В окончательном варианте Чехов рисовал Лопахина иным. Поэтому он изменил этот черствый совет на мягкое, деликатное обращение человека, глубоко расположенного к Раневской. «Мне хочется сказать вам что-нибудь очень приятное, веселое (взглянув на часы). Сейчас уеду, некогда разговаривать... ну, да я в двух-трех словах. Вам уже известно, вишневый сад ваш продается за долги, на 22 августа назначены торги, но Вы не беспокойтесь, спите себе спокойно, выход есть... Вот мой проект» (РГБ. Ф. 331, л. 10) и т. д. В том же духе исправляется и речь Лопахина о дачниках. Прощаясь с Раневской, Лопахин еще раз напоминает ей: «Серьезно подумайте» (л. 12).

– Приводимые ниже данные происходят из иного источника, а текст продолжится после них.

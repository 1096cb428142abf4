//! Classification of transient infrastructure errors and the retry policy
//! used for progress reads.

use std::time::Duration;

/// Error-text fragments that indicate a connectivity problem rather than a
/// problem with the request itself.
const TRANSIENT_MARKERS: &[&str] = &[
    "NetworkError",
    "Content-Length",
    "fetch",
    "connection refused",
    "connection reset",
    "connection closed",
    "broken pipe",
    "timed out",
];

/// Whether an error message looks like a transient network failure.
pub fn is_transient_message(message: &str) -> bool {
    let lowered = message.to_ascii_lowercase();
    TRANSIENT_MARKERS
        .iter()
        .any(|m| message.contains(m) || lowered.contains(&m.to_ascii_lowercase()))
}

/// Bounded fixed-backoff retry policy.
#[derive(Debug, Clone, Copy, PartialEq, Eq)]
pub struct RetryPolicy {
    /// Total attempts, including the first one. Always at least 1.
    pub max_attempts: u32,
    /// Pause between attempts.
    pub backoff: Duration,
}

/// Default number of attempts for progress reads.
pub const DEFAULT_MAX_ATTEMPTS: u32 = 2;
/// Default pause between progress-read attempts.
pub const DEFAULT_BACKOFF: Duration = Duration::from_millis(500);

impl RetryPolicy {
    pub fn new(max_attempts: u32, backoff: Duration) -> Self {
        Self {
            max_attempts: max_attempts.max(1),
            backoff,
        }
    }

    /// Whether another attempt is allowed after `attempt` (1-based) failed.
    pub fn should_retry(&self, attempt: u32) -> bool {
        attempt < self.max_attempts
    }
}

impl Default for RetryPolicy {
    fn default() -> Self {
        Self::new(DEFAULT_MAX_ATTEMPTS, DEFAULT_BACKOFF)
    }
}
pub mod achievements;
pub mod courses;
pub mod health;
pub mod user;

use axum::Router;

use crate::state::AppState;

/// Build the `/api/v1` route tree.
///
/// Route hierarchy:
///
/// ```text
/// /courses                                       published catalog
/// /courses/{id}                                  course with lessons
/// /courses/{id}/enroll                           enroll (POST)
/// /courses/{id}/progress                         course progress (204 when none)
/// /courses/{id}/current-lesson                   track current lesson (PUT)
/// /courses/{id}/lessons/{lesson_id}/complete     complete a lesson (POST)
///
/// /user/stats                                    XP, level, counters
/// /user/progress                                 all enrollments
/// /user/achievements                             earned badges
///
/// /achievements                                  badge catalog
/// /leaderboard                                   top learners by XP
/// ```
///
/// Every route requires a Bearer token.
pub fn api_routes() -> Router<AppState> {
    Router::new()
        .nest("/courses", courses::router())
        .nest("/user", user::router())
        .merge(achievements::router())
}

Вторая половина рассуждений Лопахина о дачниках вначале была такой: «… лет через десять-двадцать покажет, что он такое есть на самом деле. Теперь он только чай пьет на балконе, но ведь может случиться, что на своей одной десятине он займется хозяйством и тогда чем черт не шутит, придется считаться с ним» (ГТБ, л. 8). Чехов вновь редактирует начало («лет через десять-двадцать размножится и начнет работать») и конец («и тогда ваш вишневый сад стал бы счастливым, богатым и вы бы не узнали его») этой части рассуждения (РГБ. Ф. 331, л. 11). В это же время Чехов внес в роль Лопахина два выражения, произносимых в первом акте: «поздравляю («одним словом, поздравляю, вы спасены») и «клянусь вам» («Другого выхода нет… клянусь вам») (л. 10, 11). Тогда же была изменена ремарка «напевает» на «тихо напевает» (л. 24).

Расширяя роль Фирса, Чехов подчеркивает его преданность господам. Ранее на вопрос Вари: «Фирс, ты о чем?» Он отвечал: «Чего изволите?». Теперь его реплика продолжается. Он радостно говорит: «Барыня моя приехала! Дождался! Теперь хоть и помереть... (Зарыдал от радости)» (РГБ. Ф. 331, л. 8). В первой редакции Фирс на обращение Раневской отвечал так же: «Чего изволите?» Но, усиливая колоритность, сценичность его роли, Чехов изменяет эту реплику. Глухой Фирс вместо «Чего изволите?» отвечает «Позавчера» (там же, л. 9).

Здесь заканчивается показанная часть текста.